(Data extracts Opens)
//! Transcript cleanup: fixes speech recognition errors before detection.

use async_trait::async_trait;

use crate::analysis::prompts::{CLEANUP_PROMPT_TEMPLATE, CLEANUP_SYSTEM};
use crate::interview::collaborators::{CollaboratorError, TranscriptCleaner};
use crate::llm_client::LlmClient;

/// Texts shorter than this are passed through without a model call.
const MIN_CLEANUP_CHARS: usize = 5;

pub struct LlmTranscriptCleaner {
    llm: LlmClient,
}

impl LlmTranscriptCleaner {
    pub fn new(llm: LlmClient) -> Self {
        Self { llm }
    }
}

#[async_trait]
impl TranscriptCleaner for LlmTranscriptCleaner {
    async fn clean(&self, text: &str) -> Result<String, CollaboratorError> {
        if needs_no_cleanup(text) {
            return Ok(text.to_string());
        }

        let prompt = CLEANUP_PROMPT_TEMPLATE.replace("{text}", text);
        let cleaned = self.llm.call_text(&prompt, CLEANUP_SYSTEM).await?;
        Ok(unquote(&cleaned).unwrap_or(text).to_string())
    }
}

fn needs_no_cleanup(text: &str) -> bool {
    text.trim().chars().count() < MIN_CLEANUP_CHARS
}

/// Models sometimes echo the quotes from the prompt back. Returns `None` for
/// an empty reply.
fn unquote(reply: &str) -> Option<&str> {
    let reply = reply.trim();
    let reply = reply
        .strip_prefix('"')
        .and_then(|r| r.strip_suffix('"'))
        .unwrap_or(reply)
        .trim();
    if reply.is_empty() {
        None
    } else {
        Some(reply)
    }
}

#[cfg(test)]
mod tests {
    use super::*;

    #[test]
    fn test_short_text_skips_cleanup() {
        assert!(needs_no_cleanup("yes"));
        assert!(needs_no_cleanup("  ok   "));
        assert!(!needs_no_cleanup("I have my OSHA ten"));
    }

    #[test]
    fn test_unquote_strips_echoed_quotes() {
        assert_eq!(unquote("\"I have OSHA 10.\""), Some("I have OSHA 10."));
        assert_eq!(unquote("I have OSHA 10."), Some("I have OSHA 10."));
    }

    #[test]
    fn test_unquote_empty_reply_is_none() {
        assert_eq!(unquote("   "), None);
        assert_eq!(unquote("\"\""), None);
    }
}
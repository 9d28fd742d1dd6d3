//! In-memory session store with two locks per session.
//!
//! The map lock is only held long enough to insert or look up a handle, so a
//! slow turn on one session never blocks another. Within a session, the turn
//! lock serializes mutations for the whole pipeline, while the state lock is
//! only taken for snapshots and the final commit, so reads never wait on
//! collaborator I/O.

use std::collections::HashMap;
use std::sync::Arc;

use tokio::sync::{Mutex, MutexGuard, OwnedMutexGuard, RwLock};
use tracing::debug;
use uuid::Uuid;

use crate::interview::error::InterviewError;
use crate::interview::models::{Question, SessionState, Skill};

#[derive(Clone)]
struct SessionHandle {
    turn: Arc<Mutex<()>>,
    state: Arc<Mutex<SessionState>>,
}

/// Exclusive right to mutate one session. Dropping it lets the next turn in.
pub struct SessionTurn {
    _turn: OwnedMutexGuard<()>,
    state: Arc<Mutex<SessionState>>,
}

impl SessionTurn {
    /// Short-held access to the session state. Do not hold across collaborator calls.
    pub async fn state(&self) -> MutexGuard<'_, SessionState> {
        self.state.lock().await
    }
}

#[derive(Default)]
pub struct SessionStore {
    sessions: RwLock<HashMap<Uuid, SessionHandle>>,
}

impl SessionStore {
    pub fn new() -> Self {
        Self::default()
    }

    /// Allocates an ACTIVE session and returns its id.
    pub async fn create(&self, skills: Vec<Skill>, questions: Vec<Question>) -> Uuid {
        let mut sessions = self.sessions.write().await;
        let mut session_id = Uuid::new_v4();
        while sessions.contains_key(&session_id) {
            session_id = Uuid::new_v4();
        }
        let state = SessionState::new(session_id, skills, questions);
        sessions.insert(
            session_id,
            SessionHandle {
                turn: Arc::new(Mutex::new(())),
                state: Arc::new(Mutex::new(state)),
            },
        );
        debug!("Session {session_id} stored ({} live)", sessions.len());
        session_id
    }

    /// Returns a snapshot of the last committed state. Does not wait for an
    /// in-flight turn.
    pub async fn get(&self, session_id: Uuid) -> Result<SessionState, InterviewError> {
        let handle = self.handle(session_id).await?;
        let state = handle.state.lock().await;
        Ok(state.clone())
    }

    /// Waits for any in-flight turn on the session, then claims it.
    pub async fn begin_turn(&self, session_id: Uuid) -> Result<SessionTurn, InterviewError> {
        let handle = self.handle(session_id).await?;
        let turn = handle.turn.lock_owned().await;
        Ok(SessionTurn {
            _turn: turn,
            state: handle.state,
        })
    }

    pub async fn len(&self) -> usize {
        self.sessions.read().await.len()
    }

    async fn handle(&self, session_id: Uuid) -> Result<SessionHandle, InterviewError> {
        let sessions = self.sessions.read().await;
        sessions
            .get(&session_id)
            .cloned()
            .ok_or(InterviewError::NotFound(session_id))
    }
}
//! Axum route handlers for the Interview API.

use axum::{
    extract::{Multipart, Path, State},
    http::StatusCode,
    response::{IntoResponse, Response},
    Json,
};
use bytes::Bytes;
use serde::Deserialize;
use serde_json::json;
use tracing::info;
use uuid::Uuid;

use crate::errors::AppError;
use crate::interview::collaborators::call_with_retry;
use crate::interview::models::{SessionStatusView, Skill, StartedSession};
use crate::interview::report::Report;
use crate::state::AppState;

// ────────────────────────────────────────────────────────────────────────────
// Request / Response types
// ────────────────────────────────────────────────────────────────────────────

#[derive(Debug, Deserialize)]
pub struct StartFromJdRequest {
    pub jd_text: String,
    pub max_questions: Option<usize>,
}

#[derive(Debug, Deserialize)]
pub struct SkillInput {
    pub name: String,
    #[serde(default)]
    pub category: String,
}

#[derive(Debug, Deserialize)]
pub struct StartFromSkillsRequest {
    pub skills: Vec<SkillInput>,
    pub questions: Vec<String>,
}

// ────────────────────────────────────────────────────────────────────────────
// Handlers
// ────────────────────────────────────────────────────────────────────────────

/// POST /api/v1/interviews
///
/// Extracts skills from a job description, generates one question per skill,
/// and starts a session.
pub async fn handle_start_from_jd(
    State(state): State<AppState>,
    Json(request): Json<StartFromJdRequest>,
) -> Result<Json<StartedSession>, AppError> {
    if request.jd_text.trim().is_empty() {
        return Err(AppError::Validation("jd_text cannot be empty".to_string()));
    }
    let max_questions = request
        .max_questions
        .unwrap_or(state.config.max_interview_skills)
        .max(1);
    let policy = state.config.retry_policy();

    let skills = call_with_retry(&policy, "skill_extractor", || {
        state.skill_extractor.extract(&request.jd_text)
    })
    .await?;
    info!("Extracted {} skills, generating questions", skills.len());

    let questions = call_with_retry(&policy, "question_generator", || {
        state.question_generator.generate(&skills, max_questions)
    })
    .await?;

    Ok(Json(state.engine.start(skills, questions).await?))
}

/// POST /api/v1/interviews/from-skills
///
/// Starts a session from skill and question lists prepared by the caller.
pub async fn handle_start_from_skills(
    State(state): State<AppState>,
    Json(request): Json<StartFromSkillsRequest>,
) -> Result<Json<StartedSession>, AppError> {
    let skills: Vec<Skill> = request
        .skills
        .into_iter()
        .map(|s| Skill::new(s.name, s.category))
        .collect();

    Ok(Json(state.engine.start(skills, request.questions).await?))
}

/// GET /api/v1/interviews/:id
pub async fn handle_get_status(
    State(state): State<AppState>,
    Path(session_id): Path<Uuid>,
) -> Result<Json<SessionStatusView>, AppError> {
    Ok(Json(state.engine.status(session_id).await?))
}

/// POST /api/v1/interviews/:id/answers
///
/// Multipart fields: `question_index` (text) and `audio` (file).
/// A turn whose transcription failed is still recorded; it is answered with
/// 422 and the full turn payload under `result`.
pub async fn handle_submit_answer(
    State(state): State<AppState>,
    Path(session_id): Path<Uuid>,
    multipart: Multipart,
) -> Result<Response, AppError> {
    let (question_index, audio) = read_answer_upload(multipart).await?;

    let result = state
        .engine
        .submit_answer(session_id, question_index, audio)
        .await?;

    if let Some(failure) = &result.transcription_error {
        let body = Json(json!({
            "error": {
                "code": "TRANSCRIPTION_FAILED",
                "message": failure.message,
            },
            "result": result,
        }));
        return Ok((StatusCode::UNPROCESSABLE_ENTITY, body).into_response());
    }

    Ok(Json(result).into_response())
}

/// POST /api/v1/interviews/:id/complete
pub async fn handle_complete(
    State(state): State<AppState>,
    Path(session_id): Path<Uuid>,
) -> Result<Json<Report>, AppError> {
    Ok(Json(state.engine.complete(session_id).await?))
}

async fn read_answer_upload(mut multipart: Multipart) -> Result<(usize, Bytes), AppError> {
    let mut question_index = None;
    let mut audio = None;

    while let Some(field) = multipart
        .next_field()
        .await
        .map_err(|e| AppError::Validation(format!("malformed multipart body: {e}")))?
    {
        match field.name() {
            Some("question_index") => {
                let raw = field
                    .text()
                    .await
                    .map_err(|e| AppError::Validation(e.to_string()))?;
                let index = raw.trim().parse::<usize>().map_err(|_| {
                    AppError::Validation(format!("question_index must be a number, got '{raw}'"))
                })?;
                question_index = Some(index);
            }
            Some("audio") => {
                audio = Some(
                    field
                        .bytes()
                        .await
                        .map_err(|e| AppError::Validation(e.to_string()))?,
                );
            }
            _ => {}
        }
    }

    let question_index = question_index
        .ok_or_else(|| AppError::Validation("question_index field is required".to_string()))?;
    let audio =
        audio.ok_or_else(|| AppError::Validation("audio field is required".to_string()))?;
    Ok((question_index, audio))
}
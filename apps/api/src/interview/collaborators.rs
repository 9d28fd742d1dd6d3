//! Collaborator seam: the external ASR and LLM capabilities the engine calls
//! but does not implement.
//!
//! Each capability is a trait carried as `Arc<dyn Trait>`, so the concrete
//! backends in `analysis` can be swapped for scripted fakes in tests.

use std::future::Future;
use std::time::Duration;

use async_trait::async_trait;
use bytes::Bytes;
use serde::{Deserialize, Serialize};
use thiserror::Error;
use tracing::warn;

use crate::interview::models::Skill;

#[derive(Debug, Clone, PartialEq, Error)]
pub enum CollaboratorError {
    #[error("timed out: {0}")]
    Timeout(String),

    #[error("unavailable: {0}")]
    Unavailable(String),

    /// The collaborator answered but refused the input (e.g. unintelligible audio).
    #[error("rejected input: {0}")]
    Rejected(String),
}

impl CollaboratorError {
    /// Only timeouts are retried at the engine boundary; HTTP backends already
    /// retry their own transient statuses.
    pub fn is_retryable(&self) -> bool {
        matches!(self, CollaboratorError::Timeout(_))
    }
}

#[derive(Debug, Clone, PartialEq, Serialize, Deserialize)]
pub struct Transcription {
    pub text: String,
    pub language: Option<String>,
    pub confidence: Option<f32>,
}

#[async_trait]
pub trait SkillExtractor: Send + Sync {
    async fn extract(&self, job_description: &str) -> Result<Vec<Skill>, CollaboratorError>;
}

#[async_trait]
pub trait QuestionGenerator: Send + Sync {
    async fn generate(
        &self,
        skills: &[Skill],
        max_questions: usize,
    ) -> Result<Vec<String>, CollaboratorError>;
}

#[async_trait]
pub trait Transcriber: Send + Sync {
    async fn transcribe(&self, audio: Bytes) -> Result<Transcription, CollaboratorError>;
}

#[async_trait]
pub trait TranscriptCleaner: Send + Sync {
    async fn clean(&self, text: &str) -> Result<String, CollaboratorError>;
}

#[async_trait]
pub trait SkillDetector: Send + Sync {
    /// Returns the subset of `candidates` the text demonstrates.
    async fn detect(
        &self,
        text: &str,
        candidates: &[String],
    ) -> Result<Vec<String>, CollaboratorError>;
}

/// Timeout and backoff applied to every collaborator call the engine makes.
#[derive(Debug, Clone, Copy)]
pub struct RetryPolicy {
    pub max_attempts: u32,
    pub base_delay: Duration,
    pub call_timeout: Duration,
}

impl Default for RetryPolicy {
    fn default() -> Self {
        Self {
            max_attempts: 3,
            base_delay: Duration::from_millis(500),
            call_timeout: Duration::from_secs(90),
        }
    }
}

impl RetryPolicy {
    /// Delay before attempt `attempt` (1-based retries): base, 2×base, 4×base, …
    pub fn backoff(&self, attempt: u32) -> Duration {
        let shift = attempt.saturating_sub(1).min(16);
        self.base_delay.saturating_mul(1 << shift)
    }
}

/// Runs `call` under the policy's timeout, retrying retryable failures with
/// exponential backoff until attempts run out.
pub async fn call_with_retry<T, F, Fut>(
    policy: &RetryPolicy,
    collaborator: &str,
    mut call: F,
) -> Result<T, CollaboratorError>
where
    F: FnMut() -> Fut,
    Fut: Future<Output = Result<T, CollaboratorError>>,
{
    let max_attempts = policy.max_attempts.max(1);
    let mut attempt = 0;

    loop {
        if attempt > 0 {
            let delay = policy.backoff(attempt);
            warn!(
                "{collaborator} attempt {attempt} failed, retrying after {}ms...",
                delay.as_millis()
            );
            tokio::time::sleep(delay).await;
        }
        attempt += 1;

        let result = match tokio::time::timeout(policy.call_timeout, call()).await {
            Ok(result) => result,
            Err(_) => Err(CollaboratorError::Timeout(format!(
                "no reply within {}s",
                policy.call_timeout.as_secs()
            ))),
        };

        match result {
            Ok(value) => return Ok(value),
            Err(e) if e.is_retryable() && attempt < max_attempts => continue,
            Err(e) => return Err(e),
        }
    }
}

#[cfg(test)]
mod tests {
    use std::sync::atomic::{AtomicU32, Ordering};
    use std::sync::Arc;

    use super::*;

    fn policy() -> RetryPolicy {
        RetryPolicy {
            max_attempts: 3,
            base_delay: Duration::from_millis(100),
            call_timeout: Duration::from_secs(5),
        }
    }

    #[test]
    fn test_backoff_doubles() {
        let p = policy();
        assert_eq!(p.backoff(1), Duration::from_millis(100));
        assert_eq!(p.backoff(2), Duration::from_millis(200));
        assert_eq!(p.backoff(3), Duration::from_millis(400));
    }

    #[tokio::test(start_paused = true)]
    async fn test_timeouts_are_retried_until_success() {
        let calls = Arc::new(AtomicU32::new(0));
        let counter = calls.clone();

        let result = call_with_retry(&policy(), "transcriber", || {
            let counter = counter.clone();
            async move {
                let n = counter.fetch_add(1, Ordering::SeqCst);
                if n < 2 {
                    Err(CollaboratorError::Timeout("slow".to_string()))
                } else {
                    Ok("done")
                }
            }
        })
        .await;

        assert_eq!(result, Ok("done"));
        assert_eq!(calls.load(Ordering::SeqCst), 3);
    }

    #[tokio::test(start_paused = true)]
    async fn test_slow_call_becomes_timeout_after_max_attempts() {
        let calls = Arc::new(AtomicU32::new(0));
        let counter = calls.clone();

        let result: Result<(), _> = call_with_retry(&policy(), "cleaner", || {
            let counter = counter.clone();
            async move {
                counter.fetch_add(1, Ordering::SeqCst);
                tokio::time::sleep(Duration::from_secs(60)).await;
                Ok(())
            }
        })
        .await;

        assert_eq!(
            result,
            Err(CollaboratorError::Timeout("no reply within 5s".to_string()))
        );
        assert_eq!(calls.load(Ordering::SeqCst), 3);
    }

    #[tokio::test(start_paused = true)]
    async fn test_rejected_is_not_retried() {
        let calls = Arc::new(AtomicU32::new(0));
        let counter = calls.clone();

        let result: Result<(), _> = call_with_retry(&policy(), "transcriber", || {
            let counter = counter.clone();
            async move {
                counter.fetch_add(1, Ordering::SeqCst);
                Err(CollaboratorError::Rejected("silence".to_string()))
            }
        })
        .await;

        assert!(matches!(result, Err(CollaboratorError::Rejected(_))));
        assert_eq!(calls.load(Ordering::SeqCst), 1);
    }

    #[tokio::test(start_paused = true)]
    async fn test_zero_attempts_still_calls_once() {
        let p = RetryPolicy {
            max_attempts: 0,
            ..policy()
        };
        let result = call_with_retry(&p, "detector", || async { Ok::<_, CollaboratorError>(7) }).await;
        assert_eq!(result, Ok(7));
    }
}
(Data extracts Closes)
> [Task requirements] All lines that contain the word "info" must be copied from the records above.

> [Completed exercise]
use tracing::info;
    info!("Extracted {} skills, generating questions", skills.len());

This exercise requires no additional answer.